**Exercise**
Among the lines below, a stretch begins at the one with "filename core/src/ocean/fft.rs" and ends at the one with "data[start + k] = u + v;". Repeat that stretch exactly, ends included.

START Data shown

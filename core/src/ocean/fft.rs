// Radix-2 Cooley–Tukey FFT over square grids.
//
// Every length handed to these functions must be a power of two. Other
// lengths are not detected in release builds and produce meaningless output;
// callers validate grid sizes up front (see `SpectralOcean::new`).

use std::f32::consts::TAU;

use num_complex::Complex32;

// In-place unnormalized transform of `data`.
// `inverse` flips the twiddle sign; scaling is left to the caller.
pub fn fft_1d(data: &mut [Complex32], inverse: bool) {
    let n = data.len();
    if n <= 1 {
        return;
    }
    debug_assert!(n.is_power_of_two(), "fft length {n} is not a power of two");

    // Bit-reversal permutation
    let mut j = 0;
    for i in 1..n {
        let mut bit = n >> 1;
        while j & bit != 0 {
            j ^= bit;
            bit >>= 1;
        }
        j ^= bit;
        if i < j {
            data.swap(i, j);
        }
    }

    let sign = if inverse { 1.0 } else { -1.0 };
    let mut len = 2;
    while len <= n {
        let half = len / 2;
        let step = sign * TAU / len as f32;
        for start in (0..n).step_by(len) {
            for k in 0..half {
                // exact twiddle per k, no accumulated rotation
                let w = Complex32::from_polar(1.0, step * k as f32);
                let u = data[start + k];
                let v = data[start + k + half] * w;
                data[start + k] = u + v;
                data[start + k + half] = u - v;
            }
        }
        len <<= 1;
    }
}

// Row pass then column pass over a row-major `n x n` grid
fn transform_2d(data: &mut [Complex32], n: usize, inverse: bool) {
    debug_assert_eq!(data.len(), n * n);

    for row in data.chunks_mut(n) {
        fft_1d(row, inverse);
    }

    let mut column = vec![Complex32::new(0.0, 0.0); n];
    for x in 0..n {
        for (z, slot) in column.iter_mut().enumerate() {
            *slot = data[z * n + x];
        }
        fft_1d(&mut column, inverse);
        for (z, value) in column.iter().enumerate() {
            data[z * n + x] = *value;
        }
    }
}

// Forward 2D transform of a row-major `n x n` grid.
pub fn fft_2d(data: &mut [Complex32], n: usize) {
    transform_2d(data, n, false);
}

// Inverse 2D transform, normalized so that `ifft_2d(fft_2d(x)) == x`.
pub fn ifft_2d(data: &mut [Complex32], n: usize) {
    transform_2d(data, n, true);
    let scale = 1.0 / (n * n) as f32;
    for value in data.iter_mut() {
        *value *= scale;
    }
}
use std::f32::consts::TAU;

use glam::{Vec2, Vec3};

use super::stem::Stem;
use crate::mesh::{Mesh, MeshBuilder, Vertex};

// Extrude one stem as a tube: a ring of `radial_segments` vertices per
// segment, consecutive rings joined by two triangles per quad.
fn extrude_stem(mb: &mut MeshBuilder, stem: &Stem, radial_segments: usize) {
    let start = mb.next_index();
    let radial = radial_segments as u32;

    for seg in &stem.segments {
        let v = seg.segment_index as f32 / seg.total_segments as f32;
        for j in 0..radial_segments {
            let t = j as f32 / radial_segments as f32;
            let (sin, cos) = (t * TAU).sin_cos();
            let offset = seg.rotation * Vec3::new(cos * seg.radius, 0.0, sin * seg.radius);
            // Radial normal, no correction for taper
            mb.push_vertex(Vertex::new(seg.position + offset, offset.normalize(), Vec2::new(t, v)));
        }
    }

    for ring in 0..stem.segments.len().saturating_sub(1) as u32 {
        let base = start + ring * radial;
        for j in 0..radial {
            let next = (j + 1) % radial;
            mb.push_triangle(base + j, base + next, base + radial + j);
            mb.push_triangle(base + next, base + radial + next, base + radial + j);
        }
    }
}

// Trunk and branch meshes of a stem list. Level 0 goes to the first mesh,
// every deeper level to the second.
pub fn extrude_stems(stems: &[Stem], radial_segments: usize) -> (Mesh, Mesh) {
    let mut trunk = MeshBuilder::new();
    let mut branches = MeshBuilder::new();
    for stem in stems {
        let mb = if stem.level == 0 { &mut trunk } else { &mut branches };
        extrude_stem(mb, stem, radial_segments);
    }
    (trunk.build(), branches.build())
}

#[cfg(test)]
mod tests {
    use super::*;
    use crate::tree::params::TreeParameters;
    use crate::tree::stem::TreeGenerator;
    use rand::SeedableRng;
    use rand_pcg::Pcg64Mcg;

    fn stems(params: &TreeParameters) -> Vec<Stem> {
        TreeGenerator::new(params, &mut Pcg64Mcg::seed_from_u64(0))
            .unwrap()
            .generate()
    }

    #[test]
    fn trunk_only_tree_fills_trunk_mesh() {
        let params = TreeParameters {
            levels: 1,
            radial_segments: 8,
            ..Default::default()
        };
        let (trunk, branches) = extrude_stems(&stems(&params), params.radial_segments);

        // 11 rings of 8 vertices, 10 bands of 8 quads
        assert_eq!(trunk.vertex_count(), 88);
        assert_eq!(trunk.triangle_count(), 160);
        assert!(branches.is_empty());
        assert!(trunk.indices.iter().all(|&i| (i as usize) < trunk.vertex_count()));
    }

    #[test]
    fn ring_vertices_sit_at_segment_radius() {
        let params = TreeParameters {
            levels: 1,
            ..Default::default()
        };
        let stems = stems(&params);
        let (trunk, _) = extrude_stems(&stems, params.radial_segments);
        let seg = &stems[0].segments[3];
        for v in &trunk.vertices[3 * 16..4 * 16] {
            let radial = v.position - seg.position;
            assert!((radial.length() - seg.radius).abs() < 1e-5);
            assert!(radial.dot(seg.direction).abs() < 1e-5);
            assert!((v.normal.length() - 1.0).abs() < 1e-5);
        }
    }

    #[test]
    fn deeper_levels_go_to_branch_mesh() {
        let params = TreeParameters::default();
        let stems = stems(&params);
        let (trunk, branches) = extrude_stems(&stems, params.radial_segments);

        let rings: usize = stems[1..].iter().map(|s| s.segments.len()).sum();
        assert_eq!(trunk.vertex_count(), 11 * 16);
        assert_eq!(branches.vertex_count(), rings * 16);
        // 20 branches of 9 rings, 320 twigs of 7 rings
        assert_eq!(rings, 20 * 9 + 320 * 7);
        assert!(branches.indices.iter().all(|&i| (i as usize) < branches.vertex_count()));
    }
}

END Data shown
START Data shown

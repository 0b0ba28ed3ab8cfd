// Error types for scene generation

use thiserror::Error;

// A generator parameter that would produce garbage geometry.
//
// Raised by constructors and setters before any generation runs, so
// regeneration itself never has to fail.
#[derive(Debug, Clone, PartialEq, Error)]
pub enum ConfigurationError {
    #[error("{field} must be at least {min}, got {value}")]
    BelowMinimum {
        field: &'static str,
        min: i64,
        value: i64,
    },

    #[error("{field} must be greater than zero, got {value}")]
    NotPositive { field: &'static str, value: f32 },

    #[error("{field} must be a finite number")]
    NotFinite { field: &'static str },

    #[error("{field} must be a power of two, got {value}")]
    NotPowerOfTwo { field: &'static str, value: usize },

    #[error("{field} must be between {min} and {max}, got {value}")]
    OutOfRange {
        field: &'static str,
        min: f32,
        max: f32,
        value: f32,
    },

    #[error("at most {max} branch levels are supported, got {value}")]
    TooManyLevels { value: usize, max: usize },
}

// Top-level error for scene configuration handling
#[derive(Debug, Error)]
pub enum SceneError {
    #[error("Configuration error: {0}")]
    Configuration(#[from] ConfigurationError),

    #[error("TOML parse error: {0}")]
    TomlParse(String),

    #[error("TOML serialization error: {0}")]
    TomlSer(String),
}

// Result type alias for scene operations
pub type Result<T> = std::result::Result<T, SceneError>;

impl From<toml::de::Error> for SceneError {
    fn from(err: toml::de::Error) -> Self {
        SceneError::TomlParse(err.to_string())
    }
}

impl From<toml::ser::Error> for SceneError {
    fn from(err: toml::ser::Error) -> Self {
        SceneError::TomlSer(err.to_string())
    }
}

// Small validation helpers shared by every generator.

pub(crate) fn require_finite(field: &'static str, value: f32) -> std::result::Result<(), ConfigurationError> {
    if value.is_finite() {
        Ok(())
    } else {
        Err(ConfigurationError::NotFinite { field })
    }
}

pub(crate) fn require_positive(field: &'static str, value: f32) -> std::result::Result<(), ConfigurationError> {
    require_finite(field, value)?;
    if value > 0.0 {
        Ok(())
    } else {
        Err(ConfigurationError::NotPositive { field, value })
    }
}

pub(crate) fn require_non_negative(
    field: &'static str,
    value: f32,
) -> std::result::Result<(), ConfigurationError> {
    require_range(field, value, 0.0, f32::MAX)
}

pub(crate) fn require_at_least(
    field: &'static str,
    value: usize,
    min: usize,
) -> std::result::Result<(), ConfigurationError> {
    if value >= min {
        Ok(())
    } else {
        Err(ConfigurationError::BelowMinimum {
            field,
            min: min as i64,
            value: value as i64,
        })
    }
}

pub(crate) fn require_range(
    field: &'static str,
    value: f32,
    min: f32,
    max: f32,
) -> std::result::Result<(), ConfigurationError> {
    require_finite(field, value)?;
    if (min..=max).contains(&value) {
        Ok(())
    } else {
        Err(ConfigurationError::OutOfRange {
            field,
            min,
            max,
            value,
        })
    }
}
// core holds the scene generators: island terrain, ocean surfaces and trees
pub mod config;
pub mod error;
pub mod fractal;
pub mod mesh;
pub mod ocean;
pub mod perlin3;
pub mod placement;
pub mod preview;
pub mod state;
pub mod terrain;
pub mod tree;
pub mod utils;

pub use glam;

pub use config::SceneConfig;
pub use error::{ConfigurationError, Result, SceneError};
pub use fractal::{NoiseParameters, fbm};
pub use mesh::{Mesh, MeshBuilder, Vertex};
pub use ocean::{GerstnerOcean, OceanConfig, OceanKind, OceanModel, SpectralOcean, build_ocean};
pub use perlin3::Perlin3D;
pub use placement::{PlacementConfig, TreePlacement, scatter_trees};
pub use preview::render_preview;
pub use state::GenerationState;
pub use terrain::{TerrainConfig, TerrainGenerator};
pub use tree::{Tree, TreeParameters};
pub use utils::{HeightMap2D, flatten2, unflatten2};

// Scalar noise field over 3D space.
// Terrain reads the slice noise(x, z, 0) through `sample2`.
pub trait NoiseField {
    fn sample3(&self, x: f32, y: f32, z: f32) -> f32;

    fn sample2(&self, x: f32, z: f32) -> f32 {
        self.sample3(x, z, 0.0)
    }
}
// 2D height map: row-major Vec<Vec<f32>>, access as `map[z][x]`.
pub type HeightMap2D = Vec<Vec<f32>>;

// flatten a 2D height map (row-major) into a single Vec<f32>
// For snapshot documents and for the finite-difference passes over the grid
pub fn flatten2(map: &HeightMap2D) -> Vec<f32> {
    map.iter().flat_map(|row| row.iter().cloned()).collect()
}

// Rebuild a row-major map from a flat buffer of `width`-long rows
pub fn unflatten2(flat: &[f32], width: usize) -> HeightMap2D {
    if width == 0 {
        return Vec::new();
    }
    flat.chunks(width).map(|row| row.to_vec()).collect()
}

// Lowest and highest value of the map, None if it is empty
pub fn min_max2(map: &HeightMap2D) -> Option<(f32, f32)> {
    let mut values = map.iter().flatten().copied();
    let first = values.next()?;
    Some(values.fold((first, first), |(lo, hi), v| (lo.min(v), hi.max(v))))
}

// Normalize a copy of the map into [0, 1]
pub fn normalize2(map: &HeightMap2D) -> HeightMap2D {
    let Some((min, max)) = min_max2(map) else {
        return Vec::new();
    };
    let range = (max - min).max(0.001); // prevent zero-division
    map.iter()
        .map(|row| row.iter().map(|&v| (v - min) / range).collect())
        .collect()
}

END Data shown
START Data shown

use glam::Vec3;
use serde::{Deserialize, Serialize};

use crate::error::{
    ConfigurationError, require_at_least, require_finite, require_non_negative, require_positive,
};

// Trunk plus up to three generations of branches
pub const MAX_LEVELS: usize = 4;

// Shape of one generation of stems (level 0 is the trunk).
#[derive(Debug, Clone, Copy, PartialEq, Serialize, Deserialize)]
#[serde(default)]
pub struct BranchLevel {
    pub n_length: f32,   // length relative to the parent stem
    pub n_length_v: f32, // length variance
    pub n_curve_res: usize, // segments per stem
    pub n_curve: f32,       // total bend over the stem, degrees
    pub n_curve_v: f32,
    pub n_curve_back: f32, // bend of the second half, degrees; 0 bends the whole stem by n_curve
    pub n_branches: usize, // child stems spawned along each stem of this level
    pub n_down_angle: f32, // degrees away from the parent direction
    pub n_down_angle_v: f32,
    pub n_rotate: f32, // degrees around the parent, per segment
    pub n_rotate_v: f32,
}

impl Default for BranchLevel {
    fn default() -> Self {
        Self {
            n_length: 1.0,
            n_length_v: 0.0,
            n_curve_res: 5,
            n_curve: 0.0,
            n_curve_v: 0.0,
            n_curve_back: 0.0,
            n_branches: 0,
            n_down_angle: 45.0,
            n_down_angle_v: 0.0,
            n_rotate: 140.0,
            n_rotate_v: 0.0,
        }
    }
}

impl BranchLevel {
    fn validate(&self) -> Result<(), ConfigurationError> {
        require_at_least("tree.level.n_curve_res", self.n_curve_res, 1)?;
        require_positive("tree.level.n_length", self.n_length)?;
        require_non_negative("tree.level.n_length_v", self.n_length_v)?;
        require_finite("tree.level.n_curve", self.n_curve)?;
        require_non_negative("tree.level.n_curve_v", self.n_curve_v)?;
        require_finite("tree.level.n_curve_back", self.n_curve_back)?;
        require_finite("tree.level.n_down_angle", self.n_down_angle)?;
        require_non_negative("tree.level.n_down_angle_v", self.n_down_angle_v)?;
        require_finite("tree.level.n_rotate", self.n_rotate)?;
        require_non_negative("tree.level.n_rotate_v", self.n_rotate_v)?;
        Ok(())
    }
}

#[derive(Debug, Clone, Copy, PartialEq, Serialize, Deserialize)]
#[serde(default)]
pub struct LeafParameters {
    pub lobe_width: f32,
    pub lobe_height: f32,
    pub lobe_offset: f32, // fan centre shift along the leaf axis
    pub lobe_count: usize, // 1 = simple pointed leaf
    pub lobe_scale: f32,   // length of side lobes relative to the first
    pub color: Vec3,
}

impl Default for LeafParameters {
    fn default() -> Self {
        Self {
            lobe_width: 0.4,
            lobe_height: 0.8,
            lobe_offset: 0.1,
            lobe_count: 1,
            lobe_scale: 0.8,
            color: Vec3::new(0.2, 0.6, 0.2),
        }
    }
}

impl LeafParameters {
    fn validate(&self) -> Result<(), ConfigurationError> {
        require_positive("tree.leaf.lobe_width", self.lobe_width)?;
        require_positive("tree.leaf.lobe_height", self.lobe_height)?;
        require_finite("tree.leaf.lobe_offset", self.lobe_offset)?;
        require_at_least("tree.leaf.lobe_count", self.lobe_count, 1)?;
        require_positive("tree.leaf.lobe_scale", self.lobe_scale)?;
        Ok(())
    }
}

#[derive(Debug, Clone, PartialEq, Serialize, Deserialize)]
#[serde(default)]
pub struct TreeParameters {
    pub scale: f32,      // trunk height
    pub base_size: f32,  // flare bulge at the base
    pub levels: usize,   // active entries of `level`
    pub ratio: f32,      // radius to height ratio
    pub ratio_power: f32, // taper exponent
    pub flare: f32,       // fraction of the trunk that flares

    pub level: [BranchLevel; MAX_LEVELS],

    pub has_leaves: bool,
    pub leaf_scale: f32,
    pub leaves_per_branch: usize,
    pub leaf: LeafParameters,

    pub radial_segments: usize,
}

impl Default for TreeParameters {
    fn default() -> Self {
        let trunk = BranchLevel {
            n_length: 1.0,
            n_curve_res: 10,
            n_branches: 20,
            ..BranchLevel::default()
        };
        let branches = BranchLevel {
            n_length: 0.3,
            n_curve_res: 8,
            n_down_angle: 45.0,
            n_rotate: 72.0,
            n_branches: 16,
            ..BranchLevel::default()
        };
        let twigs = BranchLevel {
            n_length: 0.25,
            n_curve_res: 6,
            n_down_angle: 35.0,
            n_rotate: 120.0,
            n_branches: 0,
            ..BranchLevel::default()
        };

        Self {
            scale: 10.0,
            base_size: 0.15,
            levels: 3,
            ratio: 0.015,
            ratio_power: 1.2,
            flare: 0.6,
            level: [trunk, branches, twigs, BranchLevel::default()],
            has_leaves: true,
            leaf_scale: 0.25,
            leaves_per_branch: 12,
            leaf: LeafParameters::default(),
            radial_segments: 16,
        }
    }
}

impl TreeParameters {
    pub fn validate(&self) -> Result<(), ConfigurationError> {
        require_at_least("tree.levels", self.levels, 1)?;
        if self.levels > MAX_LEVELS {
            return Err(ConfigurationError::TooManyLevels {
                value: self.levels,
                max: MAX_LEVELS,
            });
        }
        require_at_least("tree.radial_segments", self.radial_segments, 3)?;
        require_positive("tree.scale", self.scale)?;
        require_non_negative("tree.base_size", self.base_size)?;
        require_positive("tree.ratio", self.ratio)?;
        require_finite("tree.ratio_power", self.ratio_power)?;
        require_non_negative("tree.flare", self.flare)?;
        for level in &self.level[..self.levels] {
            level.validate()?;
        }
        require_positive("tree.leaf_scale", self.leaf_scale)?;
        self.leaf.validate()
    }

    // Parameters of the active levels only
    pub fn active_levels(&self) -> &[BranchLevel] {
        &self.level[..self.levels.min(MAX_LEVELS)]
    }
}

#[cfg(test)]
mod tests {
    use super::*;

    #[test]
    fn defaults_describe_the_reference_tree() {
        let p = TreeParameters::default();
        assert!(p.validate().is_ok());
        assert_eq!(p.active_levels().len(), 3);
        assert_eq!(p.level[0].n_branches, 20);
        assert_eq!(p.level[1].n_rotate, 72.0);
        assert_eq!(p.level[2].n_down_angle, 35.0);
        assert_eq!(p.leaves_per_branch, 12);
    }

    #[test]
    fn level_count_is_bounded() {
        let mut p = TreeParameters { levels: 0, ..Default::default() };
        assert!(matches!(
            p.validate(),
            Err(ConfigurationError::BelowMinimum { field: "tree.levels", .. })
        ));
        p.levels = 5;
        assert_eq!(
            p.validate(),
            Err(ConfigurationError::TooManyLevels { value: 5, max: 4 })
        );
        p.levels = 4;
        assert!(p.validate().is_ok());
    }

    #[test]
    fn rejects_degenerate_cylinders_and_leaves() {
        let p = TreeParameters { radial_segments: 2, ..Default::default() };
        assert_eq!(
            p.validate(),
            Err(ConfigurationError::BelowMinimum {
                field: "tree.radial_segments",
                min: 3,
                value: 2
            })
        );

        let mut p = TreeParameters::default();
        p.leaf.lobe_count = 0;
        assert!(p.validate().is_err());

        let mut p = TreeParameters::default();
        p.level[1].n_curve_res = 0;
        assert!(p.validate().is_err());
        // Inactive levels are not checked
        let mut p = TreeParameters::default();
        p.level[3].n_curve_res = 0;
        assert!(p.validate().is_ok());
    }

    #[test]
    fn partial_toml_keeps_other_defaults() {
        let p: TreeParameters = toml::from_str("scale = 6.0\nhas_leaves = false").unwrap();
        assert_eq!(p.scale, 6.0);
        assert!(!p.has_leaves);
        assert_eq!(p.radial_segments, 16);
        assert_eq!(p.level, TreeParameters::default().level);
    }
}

END Data shown

**Exercise result**
filename core/src/ocean/fft.rs
// Radix-2 Cooley–Tukey FFT over square grids.
//
// Every length handed to these functions must be a power of two. Other
// lengths are not detected in release builds and produce meaningless output;
// callers validate grid sizes up front (see `SpectralOcean::new`).

use std::f32::consts::TAU;

use num_complex::Complex32;

// In-place unnormalized transform of `data`.
// `inverse` flips the twiddle sign; scaling is left to the caller.
pub fn fft_1d(data: &mut [Complex32], inverse: bool) {
    let n = data.len();
    if n <= 1 {
        return;
    }
    debug_assert!(n.is_power_of_two(), "fft length {n} is not a power of two");

    // Bit-reversal permutation
    let mut j = 0;
    for i in 1..n {
        let mut bit = n >> 1;
        while j & bit != 0 {
            j ^= bit;
            bit >>= 1;
        }
        j ^= bit;
        if i < j {
            data.swap(i, j);
        }
    }

    let sign = if inverse { 1.0 } else { -1.0 };
    let mut len = 2;
    while len <= n {
        let half = len / 2;
        let step = sign * TAU / len as f32;
        for start in (0..n).step_by(len) {
            for k in 0..half {
                // exact twiddle per k, no accumulated rotation
                let w = Complex32::from_polar(1.0, step * k as f32);
                let u = data[start + k];
                let v = data[start + k + half] * w;
                data[start + k] = u + v;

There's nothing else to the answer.